> Information given:
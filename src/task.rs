//! Task data structure and related functionality.
//!
//! This module defines the core `Task` struct that represents a single to-do
//! item, its stable identifier, and the value types used to create and patch
//! tasks in the store.

use std::fmt;

use chrono::NaiveDate;
use serde::{Deserialize, Serialize};

use crate::fields::Priority;

/// Stable identifier assigned to a task when it is created.
///
/// Zero is never assigned; records loaded without an id carry zero until the
/// store renumbers them.
#[derive(Debug, Clone, Copy, Default, PartialEq, Eq, PartialOrd, Ord, Hash, Serialize, Deserialize)]
#[serde(transparent)]
pub struct TaskId(pub u64);

impl fmt::Display for TaskId {
    fn fmt(&self, f: &mut fmt::Formatter<'_>) -> fmt::Result {
        fmt::Display::fmt(&self.0, f)
    }
}

/// A single to-do item.
#[derive(Debug, Clone, PartialEq, Eq, Serialize, Deserialize)]
pub struct Task {
    #[serde(default)]
    pub id: TaskId,
    pub text: String,
    #[serde(default, skip_serializing_if = "Option::is_none")]
    pub date: Option<NaiveDate>,
    #[serde(default)]
    pub priority: Priority,
    #[serde(default)]
    pub completed: bool,
}

/// Fields for a task about to be inserted; the store assigns the id.
#[derive(Debug, Clone, PartialEq, Eq)]
pub struct NewTask {
    pub text: String,
    pub date: Option<NaiveDate>,
    pub priority: Priority,
}

impl NewTask {
    /// A text-only task with default priority and no date.
    pub fn text(text: impl Into<String>) -> Self {
        NewTask {
            text: text.into(),
            date: None,
            priority: Priority::default(),
        }
    }
}

/// Shallow patch merged into an existing task. `None` leaves a field as is.
#[derive(Debug, Clone, Default, PartialEq, Eq)]
pub struct TaskPatch {
    pub text: Option<String>,
    pub date: Option<Option<NaiveDate>>,
    pub priority: Option<Priority>,
}

impl TaskPatch {
    /// Merge this patch into `task`.
    pub fn apply(&self, task: &mut Task) {
        if let Some(text) = &self.text {
            task.text = text.clone();
        }
        if let Some(date) = self.date {
            task.date = date;
        }
        if let Some(priority) = self.priority {
            task.priority = priority;
        }
    }
}

#[cfg(test)]
mod tests {
    use super::*;

    #[test]
    fn test_legacy_record_without_id_or_details() {
        let task: Task = serde_json::from_str(r#"{"text":"buy milk","completed":true}"#).unwrap();
        assert_eq!(task.id, TaskId(0));
        assert_eq!(task.text, "buy milk");
        assert_eq!(task.date, None);
        assert_eq!(task.priority, Priority::Medium);
        assert!(task.completed);
    }

    #[test]
    fn test_date_serialised_as_iso_and_omitted_when_absent() {
        let mut task = Task {
            id: TaskId(4),
            text: "file taxes".into(),
            date: NaiveDate::from_ymd_opt(2024, 1, 15),
            priority: Priority::High,
            completed: false,
        };
        let json = serde_json::to_string(&task).unwrap();
        assert!(json.contains("\"date\":\"2024-01-15\""));
        assert!(json.contains("\"id\":4"));

        task.date = None;
        let json = serde_json::to_string(&task).unwrap();
        assert!(!json.contains("date"));
    }

    #[test]
    fn test_patch_leaves_unset_fields_and_completion() {
        let mut task = Task {
            id: TaskId(1),
            text: "old".into(),
            date: NaiveDate::from_ymd_opt(2024, 3, 1),
            priority: Priority::Low,
            completed: true,
        };
        TaskPatch { text: Some("new".into()), ..TaskPatch::default() }.apply(&mut task);
        assert_eq!(task.text, "new");
        assert_eq!(task.date, NaiveDate::from_ymd_opt(2024, 3, 1));
        assert_eq!(task.priority, Priority::Low);
        assert!(task.completed);

        TaskPatch { date: Some(None), ..TaskPatch::default() }.apply(&mut task);
        assert_eq!(task.date, None);
    }
}
//! The task list facade shared by the CLI and the terminal UI.
//!
//! `TaskListView` owns the store, the editor, the active query and the storage
//! port. Every mutation is applied in memory first and then persisted in full.

use chrono::NaiveDate;
use tracing::{debug, error, info};

use crate::editor::{CommitOutcome, TaskEditor};
use crate::error::TaskListError;
use crate::fields::{Profile, StatusFilter};
use crate::progress::Progress;
use crate::query::{TaskQuery, ViewRow};
use crate::storage::TaskStorage;
use crate::store::TaskStore;
use crate::task::{Task, TaskId};

pub struct TaskListView {
    store: TaskStore,
    editor: TaskEditor,
    query: TaskQuery,
    profile: Profile,
    storage: Box<dyn TaskStorage>,
}

impl TaskListView {
    /// Read the storage once and build the view around it.
    pub fn load(storage: Box<dyn TaskStorage>, profile: Profile) -> Self {
        let store = TaskStore::from_tasks(storage.load());
        info!(source = %storage.describe(), count = store.len(), "loaded tasks");
        TaskListView {
            store,
            editor: TaskEditor::new(),
            query: TaskQuery::default(),
            profile,
            storage,
        }
    }

    pub fn profile(&self) -> Profile {
        self.profile
    }

    pub fn store(&self) -> &TaskStore {
        &self.store
    }

    pub fn tasks(&self) -> &[Task] {
        self.store.tasks()
    }

    pub fn get(&self, id: TaskId) -> Option<&Task> {
        self.store.get(id)
    }

    pub fn editor(&self) -> &TaskEditor {
        &self.editor
    }

    pub fn editor_mut(&mut self) -> &mut TaskEditor {
        &mut self.editor
    }

    pub fn query(&self) -> &TaskQuery {
        &self.query
    }

    pub fn storage_description(&self) -> String {
        self.storage.describe()
    }

    pub fn start_edit(&mut self, id: TaskId) -> Result<(), TaskListError> {
        self.editor.start_edit(&self.store, id)?;
        debug!(id = id.0, "editing task");
        Ok(())
    }

    pub fn cancel_edit(&mut self) {
        self.editor.cancel();
    }

    /// Commit the editor draft and persist the result.
    pub fn commit(&mut self, today: NaiveDate) -> Result<CommitOutcome, TaskListError> {
        let outcome = self.editor.commit(&mut self.store, self.profile, today)?;
        debug!(?outcome, "committed draft");
        self.persist()?;
        Ok(outcome)
    }

    /// Remove a task; a draft editing that task is discarded.
    pub fn delete(&mut self, id: TaskId) -> Result<Task, TaskListError> {
        let removed = self.store.remove(id)?;
        self.editor.task_removed(id);
        debug!(id = id.0, "deleted task");
        self.persist()?;
        Ok(removed)
    }

    /// Flip completion and return the new state.
    pub fn toggle(&mut self, id: TaskId) -> Result<bool, TaskListError> {
        let completed = self.store.toggle_completed(id)?;
        debug!(id = id.0, completed, "toggled task");
        self.persist()?;
        Ok(completed)
    }

    pub fn set_filter(&mut self, filter: StatusFilter) {
        self.query.filter = filter;
    }

    pub fn set_search(&mut self, search: impl Into<String>) {
        self.query.search = search.into();
    }

    /// Rows to display. Profiles without query controls show every task.
    pub fn rows(&self, today: NaiveDate) -> Vec<ViewRow<'_>> {
        if self.profile.has_query() {
            self.query.apply(self.store.tasks(), today)
        } else {
            TaskQuery::default().apply(self.store.tasks(), today)
        }
    }

    pub fn progress(&self) -> Progress {
        Progress::of(self.store.tasks())
    }

    fn persist(&mut self) -> Result<(), TaskListError> {
        if let Err(e) = self.storage.save(self.store.tasks()) {
            error!(dest = %self.storage.describe(), error = %e, "failed to save tasks");
            return Err(e.into());
        }
        Ok(())
    }
}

> Task instructions:
Print only these lines, please. They run from the start of the entries above to the line containing "assigns the id.", both ends included, and must match exactly.

> Exercise output:
filename src/task.rs
//! Task data structure and related functionality.
//!
//! This module defines the core `Task` struct that represents a single to-do
//! item, its stable identifier, and the value types used to create and patch
//! tasks in the store.

use std::fmt;

use chrono::NaiveDate;
use serde::{Deserialize, Serialize};

use crate::fields::Priority;

/// Stable identifier assigned to a task when it is created.
///
/// Zero is never assigned; records loaded without an id carry zero until the
/// store renumbers them.
#[derive(Debug, Clone, Copy, Default, PartialEq, Eq, PartialOrd, Ord, Hash, Serialize, Deserialize)]
#[serde(transparent)]
pub struct TaskId(pub u64);

impl fmt::Display for TaskId {
    fn fmt(&self, f: &mut fmt::Formatter<'_>) -> fmt::Result {
        fmt::Display::fmt(&self.0, f)
    }
}

/// A single to-do item.
#[derive(Debug, Clone, PartialEq, Eq, Serialize, Deserialize)]
pub struct Task {
    #[serde(default)]
    pub id: TaskId,
    pub text: String,
    #[serde(default, skip_serializing_if = "Option::is_none")]
    pub date: Option<NaiveDate>,
    #[serde(default)]
    pub priority: Priority,
    #[serde(default)]
    pub completed: bool,
}

/// Fields for a task about to be inserted; the store assigns the id.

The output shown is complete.